The conventional method of treatment, for decades, has been to separate and straighten the two rigid body parts which get deformed and join each other due to the burns. After separating them, skin is transplanted on the wound.

“However, the skin grafted at the centre of the joint, has a tendency to contract again. To avoid this contraction, a splint is used,” said plastic surgeon Dr Vishwa Prakash who devised this method.

However, wearing a splint continuously for months is a difficult and an uncomfortable process. “Despite the need to wear the splints throughout the period, patients generally do not wear it for all 24 hours of the day,” he said.
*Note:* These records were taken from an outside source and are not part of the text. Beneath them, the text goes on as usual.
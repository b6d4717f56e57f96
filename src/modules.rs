//! # Module loader
//!
//! Resolves `use "path"` statements to files on disk and executes them in
//! the importing frame: no namespace isolation, a module loaded once
//! never re-executes, and a cycle reports a diagnostic instead of
//! recursing forever.

use std::collections::HashSet;
use std::path::{Path, PathBuf};

use crate::context::FrameHandle;
use crate::diagnostics::{DiagnosticKind, Diagnostics, SourceLocation};
use crate::interpreter::{self, EvalContext, ModuleLoader};
use crate::lexer;
use crate::parser;
use rand::RngCore;

/// Resolves and executes Flow source files pulled in by `use`.
///
/// Tracks canonical paths in two sets: `loaded` (fully executed, never
/// re-run) and `loading` (currently on the import stack, for cycle
/// detection). Both persist across the whole engine run, not per call.
pub struct FileModuleLoader {
    stdlib_dir: PathBuf,
    loaded: HashSet<PathBuf>,
    loading: Vec<PathBuf>,
}

impl FileModuleLoader {
    pub fn new(stdlib_dir: PathBuf) -> Self {
        Self { stdlib_dir, loaded: HashSet::new(), loading: Vec::new() }
    }

    fn resolve_path(&self, raw_path: &str, importing_file: Option<&Path>) -> PathBuf {
        if let Some(name) = raw_path.strip_prefix('@') {
            return self.stdlib_dir.join(format!("{name}.flow"));
        }
        let candidate = Path::new(raw_path);
        if candidate.is_absolute() {
            return candidate.to_path_buf();
        }
        match importing_file.and_then(Path::parent) {
            Some(dir) => dir.join(candidate),
            None => candidate.to_path_buf(),
        }
    }

    fn canonical(path: &Path) -> PathBuf {
        path.canonicalize().unwrap_or_else(|_| path.to_path_buf())
    }

    /// Registers `path` as already loaded without executing it. The entry
    /// file passed to [`crate::engine::Engine::run_file`] is interpreted
    /// directly by the engine, not through [`FileModuleLoader::resolve_and_load`],
    /// so without this a `use` cycle back to the entry file itself would
    /// re-execute it once before `loaded` caught the repeat.
    pub fn mark_loaded(&mut self, path: &Path) {
        self.loaded.insert(Self::canonical(path));
    }
}

impl ModuleLoader for FileModuleLoader {
    fn resolve_and_load(
        &mut self,
        raw_path: &str,
        importing_file: Option<&Path>,
        frame: &FrameHandle,
        diags: &mut Diagnostics,
        location: SourceLocation,
    ) {
        let resolved = self.resolve_path(raw_path, importing_file);
        let canonical = Self::canonical(&resolved);

        if self.loaded.contains(&canonical) {
            return;
        }
        if self.loading.contains(&canonical) {
            diags.push(DiagnosticKind::ModuleCycle(raw_path.to_string()), location);
            return;
        }

        let source = match std::fs::read_to_string(&resolved) {
            Ok(s) => s,
            Err(_) => {
                diags.push(DiagnosticKind::ModuleNotFound(raw_path.to_string()), location);
                return;
            }
        };

        self.loading.push(canonical.clone());

        let before = diags.len();
        let tokens = lexer::tokenize(&source, diags);
        let program = parser::parse(tokens, diags);

        // A `use` inside this module resolves against its own file and
        // shares this loader's loaded/loading sets, so reborrow `self`
        // rather than spin up an isolated loader.
        let mut rng = NullRng;
        let mut child_ctx = EvalContext {
            diags,
            loader: &mut *self,
            rng: &mut rng,
            current_file: Some(resolved.clone()),
        };
        interpreter::execute(frame, &program, &mut child_ctx);

        // A cycle or a missing file already names itself precisely; only
        // wrap genuine lex/parse/runtime failures inside the module's own
        // source, so this doesn't double-report a cycle as both a
        // ModuleCycle and a nested failure.
        let new_diagnostics_include_non_module_failures = diags
            .iter()
            .skip(before)
            .any(|d| !matches!(d.kind, DiagnosticKind::ModuleNotFound(_) | DiagnosticKind::ModuleCycle(_) | DiagnosticKind::ModuleNestedFailure { .. }));
        if new_diagnostics_include_non_module_failures {
            diags.push(
                DiagnosticKind::ModuleNestedFailure {
                    path: raw_path.to_string(),
                    message: format!("{} diagnostic(s) while loading", diags.len() - before),
                },
                location,
            );
        }

        self.loading.pop();
        self.loaded.insert(canonical);
    }
}

struct NullRng;

impl RngCore for NullRng {
    fn next_u32(&mut self) -> u32 {
        0
    }
    fn next_u64(&mut self) -> u64 {
        0
    }
    fn fill_bytes(&mut self, dest: &mut [u8]) {
        dest.fill(0);
    }
    fn try_fill_bytes(&mut self, dest: &mut [u8]) -> Result<(), rand::Error> {
        dest.fill(0);
        Ok(())
    }
}

#[cfg(test)]
mod tests {
    use super::*;
    use crate::context::Frame;
    use std::io::Write;

    #[test]
    fn loading_the_same_module_twice_only_executes_it_once() {
        let dir = tempfile::tempdir().unwrap();
        let module_path = dir.path().join("counter.flow");
        std::fs::File::create(&module_path).unwrap().write_all(b"Int n = 1;").unwrap();

        let mut loader = FileModuleLoader::new(dir.path().to_path_buf());
        let mut diags = Diagnostics::new();
        let frame = Frame::new_root();

        loader.resolve_and_load(
            module_path.to_str().unwrap(),
            None,
            &frame,
            &mut diags,
            SourceLocation::new(1, 1),
        );
        assert!(crate::context::lookup_var(&frame, "n").is_some());

        // Second load is a no-op; redeclaring `n` would otherwise collide.
        loader.resolve_and_load(
            module_path.to_str().unwrap(),
            None,
            &frame,
            &mut diags,
            SourceLocation::new(1, 1),
        );
        assert!(diags.is_empty());
    }

    #[test]
    fn missing_module_reports_not_found() {
        let mut loader = FileModuleLoader::new(PathBuf::from("/nonexistent/stdlib"));
        let mut diags = Diagnostics::new();
        let frame = Frame::new_root();
        loader.resolve_and_load("/nonexistent/path.flow", None, &frame, &mut diags, SourceLocation::new(1, 1));
        assert_eq!(diags.len(), 1);
    }

    #[test]
    fn a_runtime_error_inside_a_module_is_wrapped_as_a_nested_failure() {
        let dir = tempfile::tempdir().unwrap();
        let module_path = dir.path().join("broken.flow");
        std::fs::File::create(&module_path).unwrap().write_all(b"Int n = 1 / 0;").unwrap();

        let mut loader = FileModuleLoader::new(dir.path().to_path_buf());
        let mut diags = Diagnostics::new();
        let frame = Frame::new_root();

        loader.resolve_and_load(
            module_path.to_str().unwrap(),
            None,
            &frame,
            &mut diags,
            SourceLocation::new(1, 1),
        );

        assert_eq!(diags.len(), 2);
        assert!(diags.iter().any(|d| matches!(d.kind, DiagnosticKind::ModuleNestedFailure { .. })));
    }
}
fn execute_stmt(frame: &FrameHandle, stmt: &Stmt, ctx: &mut EvalContext) {
    match &stmt.kind {
        StmtKind::ProcDecl { name, is_internal, params, body } => {
            let param_types: Vec<Type> = params.iter().map(|p| p.ty.clone()).collect();
            let is_varargs = params.last().is_some_and(|p| p.is_varargs);
            let signature = Signature::new(name.clone(), param_types, is_varargs);
            // A named proc resolves free variables against the live
            // declaring frame, not a snapshot: unlike a lambda, it is
            // meant to see later mutations of outer state (and to call
            // itself recursively through the overload table).
            let func = FunctionValue::User {
                signature,
                params: params.clone(),
                body: Rc::new(body.clone()),
                captured: Some(Rc::clone(frame)),
                is_internal: *is_internal,
            };
            declare_overload(frame, name.clone(), Rc::new(func));
        }

        StmtKind::VarDecl { ty, name, init } => {
            let declared = match init {
                None => default_value(ty),
                Some(expr) => {
                    let value = evaluate(frame, expr, ctx);
                    let vty = value.type_of();
                    if vty.equals(ty) || vty.is_compatible_with(ty) {
                        value
                    } else if vty.can_convert_to(ty) {
                        convert_value(value, ty)
                    } else {
                        ctx.diags.push(
                            DiagnosticKind::TypeIncompatibleAssignment { from: vty.to_string(), to: ty.to_string() },
                            stmt.location.clone(),
                        );
                        default_value(ty)
                    }
                }
            };
            // A Sequence declared straight from a note-stream literal keeps
            // its raw bars and the context they were compiled against
            // alongside the compiled value, so an enclosing section can
            // recompile it on a later repeat (see `note_sources`).
            if let (Value::Sequence(_), Some(expr)) = (&declared, init) {
                if let ExprKind::NoteStream(bars) = &expr.kind {
                    let resolved = effective_musical_context(frame);
                    frame.borrow_mut().note_sources.insert(name.clone(), (Rc::new(bars.clone()), resolved));
                }
            }
            if !declare_var(frame, name, declared) {
                ctx.diags.push(DiagnosticKind::ResolutionAlreadyDeclared(name.clone()), stmt.location.clone());
            }
        }

        StmtKind::Assign { name, value } => {
            let v = evaluate(frame, value, ctx);
            if !assign_var(frame, name, v) {
                ctx.diags.push(DiagnosticKind::ResolutionNotFound(name.clone()), stmt.location.clone());
            }
        }

        StmtKind::Return(expr) => {
            let v = match expr {
                Some(e) => evaluate(frame, e, ctx),
                None => Value::Void,
            };
            frame.borrow_mut().pending_return = Some(v);
        }

        StmtKind::Use { path } => {
            ctx.loader.resolve_and_load(path, ctx.current_file.as_deref(), frame, ctx.diags, stmt.location.clone());
        }

        StmtKind::Context { kind, body } => {
            let snapshot = build_context_snapshot(frame, kind, stmt.location.clone(), ctx);
            let child = Frame::child_of(frame);
            child.borrow_mut().musical_context = Some(snapshot);
            execute_block(&child, body, ctx);
            let pending = child.borrow().pending_return.clone();
            if let Some(v) = pending {
                frame.borrow_mut().pending_return = Some(v);
            }
        }

        StmtKind::Section { name, body } => {
            let child = Frame::child_of(frame);
            execute_block(&child, body, ctx);
            let mut sequences = HashMap::new();
            let mut raw = HashMap::new();
            let child_ref = child.borrow();
            for (k, v) in child_ref.variables.iter() {
                if let Value::Sequence(seq) = v {
                    sequences.insert(k.clone(), seq.clone());
                    if let Some(source) = child_ref.note_sources.get(k) {
                        raw.insert(k.clone(), source.clone());
                    }
                }
            }
            drop(child_ref);
            let section = SectionValue { name: name.clone(), sequences: Rc::new(sequences), raw: Rc::new(raw) };
            if !declare_var(frame, name, Value::Section(Rc::new(section))) {
                ctx.diags.push(DiagnosticKind::ResolutionAlreadyDeclared(name.clone()), stmt.location.clone());
            }
        }

        StmtKind::Expr(expr) => {
            let v = evaluate(frame, expr, ctx);
            frame.borrow_mut().implicit_values.push(v);
        }
    }
}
His no-splint method involves making an incision each on the two sides of the joints, instead of at the centre. Skin is then grafted at the point of the incisions. “We then allow the grafts on the two sides of the joint to contract in the opposite direction. This contraction of the graft helps in pulling the two body parts away from each other permanently, which ultimately solves the problem,” he said.

While the method was devised in 2001, and published in US-based Plastic Reconstructive Surgery Journal, it is only of late that patients have started accepting and opting for it. The surgeon has performed around 300 such surgeries so far. “Now, two-three such procedures are performed at the hospital daily,” he said.  The wound, meanwhile, takes only around 15 days to heal, enabling a person with knee or elbow contracture to begin work much earlier.